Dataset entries
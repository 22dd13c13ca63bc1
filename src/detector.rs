//! Abnormality Detector
//!
//! Evaluates every ingested sample against the configured vital-sign ranges and
//! escalates once a high-confidence abnormal episode has lasted long enough.
//!
//! Architecture:
//!   evaluate(sample) (under the detector lock)
//!       → confidence check (unusable samples reset the episode)
//!       → range check → episode timing
//!       → escalation channel (try_send, never blocks the caller)

use crate::activity_log;
use crate::config::Thresholds;
use crate::vitals::MeasurementSample;
use serde::Serialize;
use std::sync::Mutex;
use std::time::{Duration, Instant};
use tokio::sync::mpsc;
use tracing::{debug, warn};

/// Rolling abnormal-episode state
#[derive(Debug, Clone, Copy, Default, PartialEq, Eq)]
pub struct DetectorState {
    pub is_abnormal: bool,
    pub abnormal_since: Option<Instant>,
}

impl DetectorState {
    fn reset(&mut self) {
        self.is_abnormal = false;
        self.abnormal_since = None;
    }
}

#[derive(Debug, Clone, Serialize)]
pub struct DetectorStatus {
    pub is_abnormal: bool,
    pub abnormal_duration_secs: f64,
    pub threshold_secs: f64,
    pub last_sample: Option<MeasurementSample>,
}

struct Inner {
    state: DetectorState,
    last_sample: Option<MeasurementSample>,
}

pub struct AbnormalityDetector {
    thresholds: Thresholds,
    inner: Mutex<Inner>,
    escalations: mpsc::Sender<MeasurementSample>,
}

impl AbnormalityDetector {
    pub fn new(thresholds: Thresholds, escalations: mpsc::Sender<MeasurementSample>) -> Self {
        Self {
            thresholds,
            inner: Mutex::new(Inner {
                state: DetectorState::default(),
                last_sample: None,
            }),
            escalations,
        }
    }

    pub fn thresholds(&self) -> &Thresholds {
        &self.thresholds
    }

    fn is_usable(&self, sample: &MeasurementSample) -> bool {
        let min = self.thresholds.confidence_threshold;
        sample.heart_confidence >= min && sample.breathing_confidence >= min
    }

    /// Inclusive bounds are normal
    pub fn is_out_of_range(&self, sample: &MeasurementSample) -> bool {
        let t = &self.thresholds;
        sample.heart_rate < t.pulse_min
            || sample.heart_rate > t.pulse_max
            || sample.breathing_rate < t.breathing_min
            || sample.breathing_rate > t.breathing_max
    }

    /// Evaluate a sample now; returns whether the detector is currently abnormal
    pub fn evaluate(&self, sample: &MeasurementSample) -> bool {
        self.evaluate_at(sample, Instant::now())
    }

    pub fn evaluate_at(&self, sample: &MeasurementSample, now: Instant) -> bool {
        let mut inner = self.inner.lock().unwrap_or_else(|e| e.into_inner());
        inner.last_sample = Some(sample.clone());

        if !self.is_usable(sample) {
            if inner.state.is_abnormal {
                debug!("Low-confidence sample, abandoning abnormal episode");
            }
            inner.state.reset();
            return false;
        }

        if !self.is_out_of_range(sample) {
            if let Some(since) = inner.state.abnormal_since {
                activity_log::log_vitals_normalized(
                    now.saturating_duration_since(since).as_millis() as u64,
                );
            }
            inner.state.reset();
            return false;
        }

        let since = match inner.state.abnormal_since {
            Some(since) if inner.state.is_abnormal => since,
            _ => {
                inner.state.is_abnormal = true;
                inner.state.abnormal_since = Some(now);
                activity_log::log_abnormal_episode_started(sample.heart_rate, sample.breathing_rate);
                now
            }
        };

        let duration = now.saturating_duration_since(since);
        if duration >= self.thresholds.abnormal_duration() {
            activity_log::log_escalation_fired(
                sample.heart_rate,
                sample.breathing_rate,
                duration.as_millis() as u64,
            );
            if let Err(e) = self.escalations.try_send(sample.clone()) {
                warn!("Escalation not delivered: {}", e);
            }
            // A fresh sustained episode is required before the next escalation
            inner.state.reset();
        }

        inner.state.is_abnormal
    }

    pub fn state(&self) -> DetectorState {
        self.inner.lock().unwrap_or_else(|e| e.into_inner()).state
    }

    pub fn status(&self) -> DetectorStatus {
        self.status_at(Instant::now())
    }

    pub fn status_at(&self, now: Instant) -> DetectorStatus {
        let inner = self.inner.lock().unwrap_or_else(|e| e.into_inner());
        let elapsed = inner
            .state
            .abnormal_since
            .map(|since| now.saturating_duration_since(since))
            .unwrap_or(Duration::ZERO);
        DetectorStatus {
            is_abnormal: inner.state.is_abnormal,
            abnormal_duration_secs: elapsed.as_secs_f64(),
            threshold_secs: self.thresholds.abnormal_duration_secs,
            last_sample: inner.last_sample.clone(),
        }
    }
}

What the exercise asks ->
Here, the records must be output exactly and in full.

Response ->
repository 22dd13c13ca63bc1
filename src/detector.rs
//! Abnormality Detector
//!
//! Evaluates every ingested sample against the configured vital-sign ranges and
//! escalates once a high-confidence abnormal episode has lasted long enough.
//!
//! Architecture:
//!   evaluate(sample) (under the detector lock)
//!       → confidence check (unusable samples reset the episode)
//!       → range check → episode timing
//!       → escalation channel (try_send, never blocks the caller)

use crate::activity_log;
use crate::config::Thresholds;
use crate::vitals::MeasurementSample;
use serde::Serialize;
use std::sync::Mutex;
use std::time::{Duration, Instant};
use tokio::sync::mpsc;
use tracing::{debug, warn};

/// Rolling abnormal-episode state
#[derive(Debug, Clone, Copy, Default, PartialEq, Eq)]
pub struct DetectorState {
    pub is_abnormal: bool,
    pub abnormal_since: Option<Instant>,
}

impl DetectorState {
    fn reset(&mut self) {
        self.is_abnormal = false;
        self.abnormal_since = None;
    }
}

#[derive(Debug, Clone, Serialize)]
pub struct DetectorStatus {
    pub is_abnormal: bool,
    pub abnormal_duration_secs: f64,
    pub threshold_secs: f64,
    pub last_sample: Option<MeasurementSample>,
}

struct Inner {
    state: DetectorState,
    last_sample: Option<MeasurementSample>,
}

pub struct AbnormalityDetector {
    thresholds: Thresholds,
    inner: Mutex<Inner>,
    escalations: mpsc::Sender<MeasurementSample>,
}

impl AbnormalityDetector {
    pub fn new(thresholds: Thresholds, escalations: mpsc::Sender<MeasurementSample>) -> Self {
        Self {
            thresholds,
            inner: Mutex::new(Inner {
                state: DetectorState::default(),
                last_sample: None,
            }),
            escalations,
        }
    }

    pub fn thresholds(&self) -> &Thresholds {
        &self.thresholds
    }

    fn is_usable(&self, sample: &MeasurementSample) -> bool {
        let min = self.thresholds.confidence_threshold;
        sample.heart_confidence >= min && sample.breathing_confidence >= min
    }

    /// Inclusive bounds are normal
    pub fn is_out_of_range(&self, sample: &MeasurementSample) -> bool {
        let t = &self.thresholds;
        sample.heart_rate < t.pulse_min
            || sample.heart_rate > t.pulse_max
            || sample.breathing_rate < t.breathing_min
            || sample.breathing_rate > t.breathing_max
    }

    /// Evaluate a sample now; returns whether the detector is currently abnormal
    pub fn evaluate(&self, sample: &MeasurementSample) -> bool {
        self.evaluate_at(sample, Instant::now())
    }

    pub fn evaluate_at(&self, sample: &MeasurementSample, now: Instant) -> bool {
        let mut inner = self.inner.lock().unwrap_or_else(|e| e.into_inner());
        inner.last_sample = Some(sample.clone());

        if !self.is_usable(sample) {
            if inner.state.is_abnormal {
                debug!("Low-confidence sample, abandoning abnormal episode");
            }
            inner.state.reset();
            return false;
        }

        if !self.is_out_of_range(sample) {
            if let Some(since) = inner.state.abnormal_since {
                activity_log::log_vitals_normalized(
                    now.saturating_duration_since(since).as_millis() as u64,
                );
            }
            inner.state.reset();
            return false;
        }

        let since = match inner.state.abnormal_since {
            Some(since) if inner.state.is_abnormal => since,
            _ => {
                inner.state.is_abnormal = true;
                inner.state.abnormal_since = Some(now);
                activity_log::log_abnormal_episode_started(sample.heart_rate, sample.breathing_rate);
                now
            }
        };

        let duration = now.saturating_duration_since(since);
        if duration >= self.thresholds.abnormal_duration() {
            activity_log::log_escalation_fired(
                sample.heart_rate,
                sample.breathing_rate,
                duration.as_millis() as u64,
            );
            if let Err(e) = self.escalations.try_send(sample.clone()) {
                warn!("Escalation not delivered: {}", e);
            }
            // A fresh sustained episode is required before the next escalation
            inner.state.reset();
        }

        inner.state.is_abnormal
    }

    pub fn state(&self) -> DetectorState {
        self.inner.lock().unwrap_or_else(|e| e.into_inner()).state
    }

    pub fn status(&self) -> DetectorStatus {
        self.status_at(Instant::now())
    }

    pub fn status_at(&self, now: Instant) -> DetectorStatus {
        let inner = self.inner.lock().unwrap_or_else(|e| e.into_inner());
        let elapsed = inner
            .state
            .abnormal_since
            .map(|since| now.saturating_duration_since(since))
            .unwrap_or(Duration::ZERO);
        DetectorStatus {
            is_abnormal: inner.state.is_abnormal,
            abnormal_duration_secs: elapsed.as_secs_f64(),
            threshold_secs: self.thresholds.abnormal_duration_secs,
            last_sample: inner.last_sample.clone(),
        }
    }
}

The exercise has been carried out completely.